Why do you need monitoring of your app
Let's start from identifying reason to add metrics to your app. Why do we need metrics? Metrics allow us to check performance of app, find hotspots in your code, analyze app data and collect statistics. How many users do you have? How fast is your app for them? How often does your app call database and how fast is it's response? How many of users do some action on your website? Metrics allow you to answer all this questions. Typically in your app you could use 2 kinds of metrics:
1) Application monitoring tool that could monitor app performance and microservices communication (examples: New Relic, AppDynamics)
2) Monitoring that allows to add metrics into your app, mostly business or performance metrics. This is what Prometheus designed for.
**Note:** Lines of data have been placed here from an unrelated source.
use serde::{Deserialize, Serialize};

use crate::{
    libs::{
        dser::deser_f64,
        round2,
        validate::{in_range, required},
    },
    Response,
};

use super::Record;

/// 按毛利率计算售价：进价 * (1 + 毛利率%)
pub fn sale_price(purchase: f64, margin: f64) -> f64 {
    round2(purchase * (1.0 + margin / 100.0))
}

#[derive(Debug, Clone, Serialize, Deserialize, PartialEq)]
pub struct Product {
    #[serde(default)]
    pub id: String,
    pub name: String,
    #[serde(default)]
    pub category: String,
    /// 进价
    #[serde(deserialize_with = "deser_f64")]
    pub purchase_price: f64,
    /// 毛利率，百分比
    #[serde(deserialize_with = "deser_f64")]
    pub margin: f64,
    #[serde(default, deserialize_with = "deser_f64")]
    pub sale_price: f64,
    #[serde(default)]
    pub stock: u32,
}

impl Record for Product {
    const RESOURCE: &'static str = "products";
    const PREFIX: &'static str = "P";
    const NAME: &'static str = "商品";

    fn id(&self) -> &str {
        &self.id
    }
    fn set_id(&mut self, id: String) {
        self.id = id;
    }
}

impl Product {
    /// 售价总是由进价和毛利率重新计算
    pub fn reprice(&mut self) {
        self.purchase_price = round2(self.purchase_price);
        self.sale_price = sale_price(self.purchase_price, self.margin);
    }
    pub fn validate(&self) -> Result<(), Response> {
        required("name", &self.name)?;
        required("category", &self.category)?;
        in_range("purchase_price", self.purchase_price, 0.0, f64::MAX)?;
        in_range("margin", self.margin, 0.0, 1000.0)?;
        Ok(())
    }
    /// 调整库存，不会低于0；返回是否发生了截断
    pub fn adjust_stock(&mut self, delta: i64) -> bool {
        let next = (self.stock as i64).saturating_add(delta);
        self.stock = next.clamp(0, u32::MAX as i64) as u32;
        next < 0
    }
    pub fn profit(&self) -> f64 {
        round2(self.sale_price - self.purchase_price)
    }
}
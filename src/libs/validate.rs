//! 表单校验，不通过时返回 `Response::invalid_value`

use regex::Regex;

use crate::Response;

lazy_static::lazy_static! {
    static ref EMAIL: Regex = Regex::new(r"^[^@\s]+@[^@\s]+\.[^@\s]+$").expect("email regex");
}

pub fn required(field: &str, value: &str) -> Result<(), Response> {
    if value.trim().is_empty() {
        Err(Response::invalid_value(format!("{field} 不能为空")))
    } else {
        Ok(())
    }
}

pub fn positive(field: &str, value: f64) -> Result<(), Response> {
    if value.is_finite() && value > 0.0 {
        Ok(())
    } else {
        Err(Response::invalid_value(format!("{field} 必须大于0")))
    }
}

pub fn in_range(field: &str, value: f64, min: f64, max: f64) -> Result<(), Response> {
    if value.is_finite() && (min..=max).contains(&value) {
        Ok(())
    } else {
        Err(Response::invalid_value(format!(
            "{field} 必须在 {min} 到 {max} 之间"
        )))
    }
}

pub fn email(value: &str) -> Result<(), Response> {
    if EMAIL.is_match(value.trim()) {
        Ok(())
    } else {
        Err(Response::invalid_value(format!("{value} 不是合法的邮箱")))
    }
}

pub fn min_len(field: &str, value: &str, len: usize) -> Result<(), Response> {
    if value.chars().count() >= len {
        Ok(())
    } else {
        Err(Response::invalid_value(format!("{field} 至少 {len} 个字符")))
    }
}
//! 仿真核心模块
//!
//! 此模块包含离散事件仿真的核心组件：仿真时间、事件、调度器与更新过程生成。

// 子模块声明
mod event;
mod renewal;
mod scheduled_event;
mod scheduler;
mod time;

// 重新导出公共接口
pub use event::{Event, EventKind};
pub use renewal::{MAX_STREAM_EVENTS, renewal_times};
pub use scheduled_event::ScheduledEvent;
pub use scheduler::EventScheduler;
pub use time::SimTime;
pub mod convergence;
pub mod csma;
pub mod error;
pub mod metrics;
pub mod queue;
pub mod rv;
pub mod scenario;
pub mod sim;
pub mod study;

pub use error::{Result, SimError};

#[cfg(test)]
mod test;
Metrics could be collected on app side and sent to some storage (often it's time-series database) using 2 models:
1) Push model. Every interval (for example 30s) app sends metrics to some endpoint in predefined format
2) Pull model. App exposes some endpoint with metrics and external tool collects them from time to time. Prometheus mostly uses this model. I prefer it over push because it's less complicated and app shouldn't care about sending metrics somewhere.
Prometheus
Prometheus is a monitoring system and time-series database. It uses pull model for collecting metrics.
Grafana
Grafana is a tool that allows you to visualize metrics. Is supports multiple target databases with metrics and provide a way to query them and show output as a chart.
Prometheus-net
Prometheus-net is a .NET library that supports Prometheus metrics collection and sharing them on specific endpoint.
Metric server
For exposing metrics you should enable metrics server in following way:
public void Configure(IApplicationBuilder app)
{
// some code
app.UseMetricServer(5000, "/prometheus"); // starts exporter on port 5000 and endpoint /prometheus
}
Monitoring middleware
Out of box library provides middleware that collects metrics of http requests. It tracks count of currently executed requests and timing. It could be enabled in following way:
public void Configure(IApplicationBuilder app)
{
// some code
app.UseRouting();
app.UseHttpMetrics();
// some code
}
It's recommended to call UseHttpMetrics
after UseRouting
because Prometheus tracks controller and action names. It's good if you want to have detailed statistics per endpoint or controller but it skips all previous middlewares! Middleware shouldn't be slow but it's still a problem that metrics are not accurate.
Custom metrics
1) Counter
Counter is simple counter that only increments it's value:
var counter = new Counter("cache_misses_total", "Cache misses total count");
counter.Inc(); // +1
counter.Inc(100); // +100
Note that every metric require 2 mandatory fields - metric name (I recommend to use default Prometheus format like in example above) and short description.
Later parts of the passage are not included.